Leveraging Synthetic Data for Generalizable and Fair Facial Action Unit Detection
Liupei Lu, Yufeng Yin, Yuming Gu, Yizhen Wu, Pratusha Prasad, Yajie Zhao, Mohammad Soleymani
TL;DR
The paper tackles limited labeled data and gender bias in facial AU detection by integrating synthetic data generation through expression retargeting with a multi-source domain adaptation framework called Paired Moment Matching (PM2). PM2 combines Maximum Classifier Discrepancy (MCD) for cross-domain alignment with paired real–synthetic moment matching to preserve AU discriminability while enforcing gender-aware fairness. Empirical results show PM2 improves cross-domain AU detection performance and fairness across BP4D→DISFA and BP4D→GFT, outperforming single-source baselines and prior MSDA approaches.
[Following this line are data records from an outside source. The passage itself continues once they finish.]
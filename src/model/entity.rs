use serde::{Deserialize, Serialize};
use std::fmt;

macro_rules! entity_kinds {
    ($($variant:ident => $name:literal),+ $(,)?) => {
        /// Every record type the catalog knows about.
        #[derive(Debug, Clone, Copy, PartialEq, Eq, Hash, PartialOrd, Ord, Serialize, Deserialize)]
        #[serde(rename_all = "snake_case")]
        pub enum EntityKind {
            $($variant),+
        }

        impl EntityKind {
            pub const ALL: &'static [EntityKind] = &[$(EntityKind::$variant),+];

            pub fn as_str(&self) -> &'static str {
                match self {
                    $(EntityKind::$variant => $name),+
                }
            }

            pub fn from_name(name: &str) -> Option<Self> {
                match name {
                    $($name => Some(EntityKind::$variant),)+
                    _ => None,
                }
            }
        }
    };
}

entity_kinds! {
    Area => "area",
    User => "user",
    Role => "role",
    Permission => "permission",
    UserRole => "user_role",
    RolePermission => "role_permission",
    AreaAssignment => "area_assignment",
    Process => "process",
    ProcessStage => "process_stage",
    ProcessInstance => "process_instance",
    ProcessParticipant => "process_participant",
    ProcessAction => "process_action",
    Document => "document",
    DocumentVersion => "document_version",
    DocumentProcess => "document_process",
    Indicator => "indicator",
    IndicatorMeasurement => "indicator_measurement",
    Nonconformity => "nonconformity",
    CorrectiveAction => "corrective_action",
    QualityObjective => "quality_objective",
    ObjectiveFollowUp => "objective_follow_up",
    AuditProgram => "audit_program",
    Audit => "audit",
    Finding => "finding",
    Risk => "risk",
    RiskControl => "risk_control",
    RiskEvaluation => "risk_evaluation",
    Training => "training",
    TrainingAttendance => "training_attendance",
    Competency => "competency",
    CompetencyEvaluation => "competency_evaluation",
    CompetencyGap => "competency_gap",
    Ticket => "ticket",
    Notification => "notification",
    Setting => "setting",
    FormField => "form_field",
    FormResponse => "form_response",
    StateHistory => "state_history",
    ChangeLog => "change_log",
}

impl fmt::Display for EntityKind {
    fn fmt(&self, f: &mut fmt::Formatter<'_>) -> fmt::Result {
        f.write_str(self.as_str())
    }
}
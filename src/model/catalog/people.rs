use super::EntityDef;
use crate::model::{EntityKind, FieldDef, OnDelete};

pub(super) fn definitions() -> Vec<EntityDef> {
    vec![
        EntityDef::new(EntityKind::Area, "areas", "areas")
            .field(FieldDef::text("code", 20).required())
            .field(FieldDef::text("name", 100).required())
            .field(FieldDef::long_text("description"))
            .field(FieldDef::reference("parent_id", EntityKind::Area, OnDelete::Restrict))
            .unique_code("code")
            .hierarchy("parent_id")
            .filters(&["code", "parent_id"]),
        EntityDef::new(EntityKind::User, "users", "users")
            .field(FieldDef::integer("document_number").required())
            .field(FieldDef::text("first_name", 100).required())
            .field(FieldDef::text("middle_name", 100))
            .field(FieldDef::text("last_name", 100).required())
            .field(FieldDef::text("second_last_name", 100))
            .field(FieldDef::email("email", 150).required())
            .field(FieldDef::text("username", 50).required())
            .field(FieldDef::reference("area_id", EntityKind::Area, OnDelete::Restrict))
            .field(FieldDef::boolean("active").default_bool(true))
            .field(FieldDef::text("photo_url", 500))
            .unique(&["document_number"])
            .unique(&["email"])
            .unique(&["username"])
            .filters(&["area_id", "active", "username", "email", "document_number"]),
        EntityDef::new(EntityKind::Role, "roles", "roles")
            .field(FieldDef::text("name", 50).required())
            .field(FieldDef::long_text("description"))
            .unique(&["name"])
            .filters(&["name"]),
        EntityDef::new(EntityKind::Permission, "permissions", "permissions")
            .field(FieldDef::text("code", 100).required())
            .field(FieldDef::text("name", 100).required())
            .field(FieldDef::long_text("description"))
            .unique_code("code")
            .filters(&["code"]),
        EntityDef::new(EntityKind::UserRole, "user_roles", "user-roles")
            .field(FieldDef::reference("user_id", EntityKind::User, OnDelete::Cascade).required())
            .field(FieldDef::reference("role_id", EntityKind::Role, OnDelete::Cascade).required())
            .unique(&["user_id", "role_id"])
            .filters(&["user_id", "role_id"]),
        EntityDef::new(EntityKind::RolePermission, "role_permissions", "role-permissions")
            .field(FieldDef::reference("role_id", EntityKind::Role, OnDelete::Cascade).required())
            .field(
                FieldDef::reference("permission_id", EntityKind::Permission, OnDelete::Cascade)
                    .required(),
            )
            .unique(&["role_id", "permission_id"])
            .filters(&["role_id", "permission_id"]),
        EntityDef::new(EntityKind::AreaAssignment, "area_assignments", "area-assignments")
            .field(FieldDef::reference("user_id", EntityKind::User, OnDelete::Cascade).required())
            .field(FieldDef::reference("area_id", EntityKind::Area, OnDelete::Cascade).required())
            .field(FieldDef::boolean("is_primary").default_bool(false))
            .unique(&["user_id", "area_id"])
            .filters(&["user_id", "area_id", "is_primary"]),
    ]
}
The work demonstrates the potential of synthetic data to enhance real-world AU detection systems and highlights practical considerations for fairness in deployment, with plans to broaden subject attributes and automate data generation.
Abstract
Facial action unit (AU) detection is a fundamental block for objective facial expression analysis. Supervised learning approaches require a large amount of manual labeling which is costly. The limited labeled data are also not diverse in terms of gender which can affect model fairness. In this paper, we propose to use synthetically generated data and multi-source domain adaptation (MSDA) to address the problems of the scarcity of labeled data and the diversity of subjects. Specifically, we propose to generate a diverse dataset through synthetic facial expression re-targeting by transferring the expressions from real faces to synthetic avatars. Then, we use MSDA to transfer the AU detection knowledge from a real dataset and the synthetic dataset to a target dataset. Instead of aligning the overall distributions of different domains, we propose Paired Moment Matching (PM2) to align the features of the paired real and synthetic data with the same facial expression. To further improve gender fairness, PM2 matches the features of the real data with a female and a male synthetic image. Our results indicate that synthetic data and the proposed model improve both AU detection performance and fairness across genders, demonstrating its potential to solve AU detection in-the-wild.